• GOAL OF THE EXERCISE:
Sort through the material below and copy each line with "ChangePeriodExceedsDelay".

• EXCERPTED DATA:

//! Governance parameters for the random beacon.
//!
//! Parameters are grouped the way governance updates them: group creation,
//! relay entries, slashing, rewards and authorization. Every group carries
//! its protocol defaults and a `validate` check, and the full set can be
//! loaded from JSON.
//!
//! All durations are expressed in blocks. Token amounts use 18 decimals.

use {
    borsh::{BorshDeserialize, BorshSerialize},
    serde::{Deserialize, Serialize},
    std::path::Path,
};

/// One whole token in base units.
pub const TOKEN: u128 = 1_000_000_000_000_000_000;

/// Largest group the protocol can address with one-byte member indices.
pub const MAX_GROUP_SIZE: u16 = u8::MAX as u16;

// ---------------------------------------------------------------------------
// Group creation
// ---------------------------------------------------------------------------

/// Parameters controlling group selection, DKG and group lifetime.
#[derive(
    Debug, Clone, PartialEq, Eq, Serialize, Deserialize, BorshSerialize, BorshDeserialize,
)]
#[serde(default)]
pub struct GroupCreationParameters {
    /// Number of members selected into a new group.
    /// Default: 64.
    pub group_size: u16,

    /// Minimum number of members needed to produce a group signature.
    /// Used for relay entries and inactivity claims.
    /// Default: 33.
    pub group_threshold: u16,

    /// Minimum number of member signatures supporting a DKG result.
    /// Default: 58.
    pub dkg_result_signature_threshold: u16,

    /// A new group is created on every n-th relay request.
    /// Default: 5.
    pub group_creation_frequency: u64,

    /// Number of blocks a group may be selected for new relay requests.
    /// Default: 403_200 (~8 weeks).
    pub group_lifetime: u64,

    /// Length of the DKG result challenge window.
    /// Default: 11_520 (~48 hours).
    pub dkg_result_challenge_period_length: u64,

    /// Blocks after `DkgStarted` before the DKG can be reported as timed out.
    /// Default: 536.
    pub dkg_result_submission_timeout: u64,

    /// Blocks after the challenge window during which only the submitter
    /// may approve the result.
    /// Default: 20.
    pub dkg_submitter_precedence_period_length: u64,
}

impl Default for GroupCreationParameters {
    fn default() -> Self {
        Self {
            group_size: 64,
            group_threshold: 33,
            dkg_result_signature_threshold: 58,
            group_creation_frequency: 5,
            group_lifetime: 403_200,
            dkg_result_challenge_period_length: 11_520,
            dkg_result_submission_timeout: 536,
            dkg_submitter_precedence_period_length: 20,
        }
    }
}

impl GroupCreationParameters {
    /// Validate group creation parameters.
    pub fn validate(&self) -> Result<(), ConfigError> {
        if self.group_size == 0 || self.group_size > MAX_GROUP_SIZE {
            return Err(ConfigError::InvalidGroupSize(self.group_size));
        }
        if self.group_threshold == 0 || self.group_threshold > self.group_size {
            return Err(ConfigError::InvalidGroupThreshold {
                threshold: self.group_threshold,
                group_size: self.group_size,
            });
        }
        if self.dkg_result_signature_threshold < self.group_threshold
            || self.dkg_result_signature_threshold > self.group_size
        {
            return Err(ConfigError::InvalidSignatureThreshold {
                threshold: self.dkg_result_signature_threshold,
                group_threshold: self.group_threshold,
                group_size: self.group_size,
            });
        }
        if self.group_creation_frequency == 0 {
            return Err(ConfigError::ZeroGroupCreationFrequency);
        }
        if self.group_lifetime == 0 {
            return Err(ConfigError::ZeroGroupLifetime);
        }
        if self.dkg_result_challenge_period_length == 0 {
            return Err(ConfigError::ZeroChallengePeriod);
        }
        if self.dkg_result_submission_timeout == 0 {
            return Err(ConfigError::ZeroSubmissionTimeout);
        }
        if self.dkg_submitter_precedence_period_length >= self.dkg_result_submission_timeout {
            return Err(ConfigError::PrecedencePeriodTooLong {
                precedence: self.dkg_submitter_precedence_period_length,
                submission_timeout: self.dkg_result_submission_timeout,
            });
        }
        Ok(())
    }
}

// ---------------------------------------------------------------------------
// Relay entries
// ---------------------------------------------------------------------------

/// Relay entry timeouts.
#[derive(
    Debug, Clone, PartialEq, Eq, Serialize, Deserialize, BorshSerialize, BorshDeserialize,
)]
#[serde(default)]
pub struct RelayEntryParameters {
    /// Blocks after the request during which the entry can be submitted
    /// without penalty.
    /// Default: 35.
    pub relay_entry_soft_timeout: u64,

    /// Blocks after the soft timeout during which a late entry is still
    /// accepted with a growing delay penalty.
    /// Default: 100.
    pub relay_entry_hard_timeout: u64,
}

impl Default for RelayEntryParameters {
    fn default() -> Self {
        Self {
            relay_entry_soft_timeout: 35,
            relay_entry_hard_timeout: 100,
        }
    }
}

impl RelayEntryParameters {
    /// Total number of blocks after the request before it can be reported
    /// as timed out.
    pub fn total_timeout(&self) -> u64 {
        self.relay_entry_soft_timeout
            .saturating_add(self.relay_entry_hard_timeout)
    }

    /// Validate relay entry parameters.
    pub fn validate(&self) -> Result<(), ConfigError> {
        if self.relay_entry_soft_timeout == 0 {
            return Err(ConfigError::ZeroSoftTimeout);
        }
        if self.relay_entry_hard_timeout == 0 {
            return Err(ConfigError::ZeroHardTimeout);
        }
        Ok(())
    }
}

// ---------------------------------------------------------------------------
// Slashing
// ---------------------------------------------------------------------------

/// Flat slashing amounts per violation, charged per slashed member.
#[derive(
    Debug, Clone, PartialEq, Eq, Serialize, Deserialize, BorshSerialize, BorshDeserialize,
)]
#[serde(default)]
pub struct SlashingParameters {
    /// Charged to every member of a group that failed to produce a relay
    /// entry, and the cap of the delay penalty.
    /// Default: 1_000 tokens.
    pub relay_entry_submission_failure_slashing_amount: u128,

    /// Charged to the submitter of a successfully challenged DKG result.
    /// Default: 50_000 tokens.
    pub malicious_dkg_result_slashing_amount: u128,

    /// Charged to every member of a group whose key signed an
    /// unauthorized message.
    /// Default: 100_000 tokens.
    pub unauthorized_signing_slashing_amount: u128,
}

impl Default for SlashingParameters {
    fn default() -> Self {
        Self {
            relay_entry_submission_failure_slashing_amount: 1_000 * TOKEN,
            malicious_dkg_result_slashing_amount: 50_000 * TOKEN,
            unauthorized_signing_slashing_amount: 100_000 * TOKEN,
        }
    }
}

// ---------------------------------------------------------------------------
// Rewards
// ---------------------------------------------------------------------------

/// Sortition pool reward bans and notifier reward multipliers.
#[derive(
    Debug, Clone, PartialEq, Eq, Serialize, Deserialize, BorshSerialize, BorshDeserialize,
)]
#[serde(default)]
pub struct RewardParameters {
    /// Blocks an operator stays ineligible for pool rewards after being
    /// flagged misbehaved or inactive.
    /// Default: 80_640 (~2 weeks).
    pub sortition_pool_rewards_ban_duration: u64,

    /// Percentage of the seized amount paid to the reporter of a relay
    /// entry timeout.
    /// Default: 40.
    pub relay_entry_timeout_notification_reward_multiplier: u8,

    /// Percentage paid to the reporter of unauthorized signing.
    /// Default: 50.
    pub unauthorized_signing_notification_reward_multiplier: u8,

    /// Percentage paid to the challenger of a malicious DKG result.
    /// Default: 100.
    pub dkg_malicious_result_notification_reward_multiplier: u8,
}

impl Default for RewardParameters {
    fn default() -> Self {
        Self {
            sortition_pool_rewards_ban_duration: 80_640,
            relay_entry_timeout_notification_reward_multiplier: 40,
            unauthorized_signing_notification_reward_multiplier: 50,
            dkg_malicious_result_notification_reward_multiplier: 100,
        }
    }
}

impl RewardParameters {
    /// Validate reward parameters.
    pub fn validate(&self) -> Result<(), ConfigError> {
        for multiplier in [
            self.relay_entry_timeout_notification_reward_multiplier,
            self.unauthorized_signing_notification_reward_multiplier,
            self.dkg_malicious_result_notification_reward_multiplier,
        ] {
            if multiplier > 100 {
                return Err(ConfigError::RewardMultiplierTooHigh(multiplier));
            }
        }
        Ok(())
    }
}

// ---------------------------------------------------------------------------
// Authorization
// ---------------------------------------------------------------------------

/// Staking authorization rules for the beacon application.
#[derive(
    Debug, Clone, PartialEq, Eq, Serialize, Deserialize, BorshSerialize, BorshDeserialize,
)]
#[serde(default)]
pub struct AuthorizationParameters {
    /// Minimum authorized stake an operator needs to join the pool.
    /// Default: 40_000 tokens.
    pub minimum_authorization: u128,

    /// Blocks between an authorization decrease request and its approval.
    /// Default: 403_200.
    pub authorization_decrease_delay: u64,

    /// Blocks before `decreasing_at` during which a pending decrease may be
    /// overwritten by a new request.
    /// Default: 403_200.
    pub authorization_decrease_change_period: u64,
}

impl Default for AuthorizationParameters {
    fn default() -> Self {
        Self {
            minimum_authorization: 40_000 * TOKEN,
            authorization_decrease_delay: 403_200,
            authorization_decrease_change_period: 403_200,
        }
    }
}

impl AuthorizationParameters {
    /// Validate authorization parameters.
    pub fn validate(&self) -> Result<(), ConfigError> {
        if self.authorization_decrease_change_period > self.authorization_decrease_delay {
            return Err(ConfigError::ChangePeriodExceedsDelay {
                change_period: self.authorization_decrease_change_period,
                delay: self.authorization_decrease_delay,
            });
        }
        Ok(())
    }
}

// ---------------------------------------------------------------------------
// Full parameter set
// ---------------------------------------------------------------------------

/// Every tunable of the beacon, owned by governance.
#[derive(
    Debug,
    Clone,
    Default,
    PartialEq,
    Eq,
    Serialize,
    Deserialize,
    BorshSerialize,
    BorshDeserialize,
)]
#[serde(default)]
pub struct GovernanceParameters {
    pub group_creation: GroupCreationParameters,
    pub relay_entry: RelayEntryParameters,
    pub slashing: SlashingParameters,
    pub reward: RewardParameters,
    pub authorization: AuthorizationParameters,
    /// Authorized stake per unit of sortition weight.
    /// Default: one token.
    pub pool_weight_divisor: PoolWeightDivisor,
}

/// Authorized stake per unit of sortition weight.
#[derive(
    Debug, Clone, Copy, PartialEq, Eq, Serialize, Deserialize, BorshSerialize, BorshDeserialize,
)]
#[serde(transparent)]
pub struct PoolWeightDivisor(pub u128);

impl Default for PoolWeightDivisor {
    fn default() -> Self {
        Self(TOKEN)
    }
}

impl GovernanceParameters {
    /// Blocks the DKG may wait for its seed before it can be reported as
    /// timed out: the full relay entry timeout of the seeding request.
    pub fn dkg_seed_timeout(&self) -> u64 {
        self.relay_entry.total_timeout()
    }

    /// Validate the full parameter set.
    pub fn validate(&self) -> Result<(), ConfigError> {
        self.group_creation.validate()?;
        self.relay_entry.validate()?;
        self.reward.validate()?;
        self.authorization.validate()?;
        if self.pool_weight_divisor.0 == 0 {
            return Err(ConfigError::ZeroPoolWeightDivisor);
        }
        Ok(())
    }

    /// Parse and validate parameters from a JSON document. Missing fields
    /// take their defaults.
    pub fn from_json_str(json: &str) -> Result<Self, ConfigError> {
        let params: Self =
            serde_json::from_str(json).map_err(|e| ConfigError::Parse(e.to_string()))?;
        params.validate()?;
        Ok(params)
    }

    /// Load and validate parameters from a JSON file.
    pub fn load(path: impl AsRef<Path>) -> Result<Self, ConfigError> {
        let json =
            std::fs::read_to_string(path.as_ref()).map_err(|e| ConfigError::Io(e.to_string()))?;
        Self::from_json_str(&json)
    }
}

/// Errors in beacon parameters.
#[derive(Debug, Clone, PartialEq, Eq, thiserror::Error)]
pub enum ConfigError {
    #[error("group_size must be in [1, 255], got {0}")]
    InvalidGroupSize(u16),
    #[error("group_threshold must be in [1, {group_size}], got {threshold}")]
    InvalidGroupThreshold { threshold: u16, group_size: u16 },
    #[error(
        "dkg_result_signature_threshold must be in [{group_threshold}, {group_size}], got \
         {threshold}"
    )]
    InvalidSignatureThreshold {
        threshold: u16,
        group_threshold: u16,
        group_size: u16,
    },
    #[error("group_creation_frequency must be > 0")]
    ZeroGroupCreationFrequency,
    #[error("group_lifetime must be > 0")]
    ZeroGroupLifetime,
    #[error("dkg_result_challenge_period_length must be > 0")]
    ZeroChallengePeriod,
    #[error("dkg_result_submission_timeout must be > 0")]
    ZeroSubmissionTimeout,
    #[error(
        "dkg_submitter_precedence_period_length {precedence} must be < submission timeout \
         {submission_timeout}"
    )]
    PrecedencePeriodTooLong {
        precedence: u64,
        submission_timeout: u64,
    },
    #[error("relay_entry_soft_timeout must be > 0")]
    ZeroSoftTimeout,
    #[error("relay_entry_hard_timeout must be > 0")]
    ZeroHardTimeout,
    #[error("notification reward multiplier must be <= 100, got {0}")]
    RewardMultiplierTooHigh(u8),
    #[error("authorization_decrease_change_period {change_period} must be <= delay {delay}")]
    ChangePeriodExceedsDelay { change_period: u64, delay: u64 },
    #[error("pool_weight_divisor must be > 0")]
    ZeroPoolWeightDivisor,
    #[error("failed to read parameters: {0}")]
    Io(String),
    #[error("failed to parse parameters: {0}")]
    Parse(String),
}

• EXERCISE RESULT:
            return Err(ConfigError::ChangePeriodExceedsDelay {
    ChangePeriodExceedsDelay { change_period: u64, delay: u64 },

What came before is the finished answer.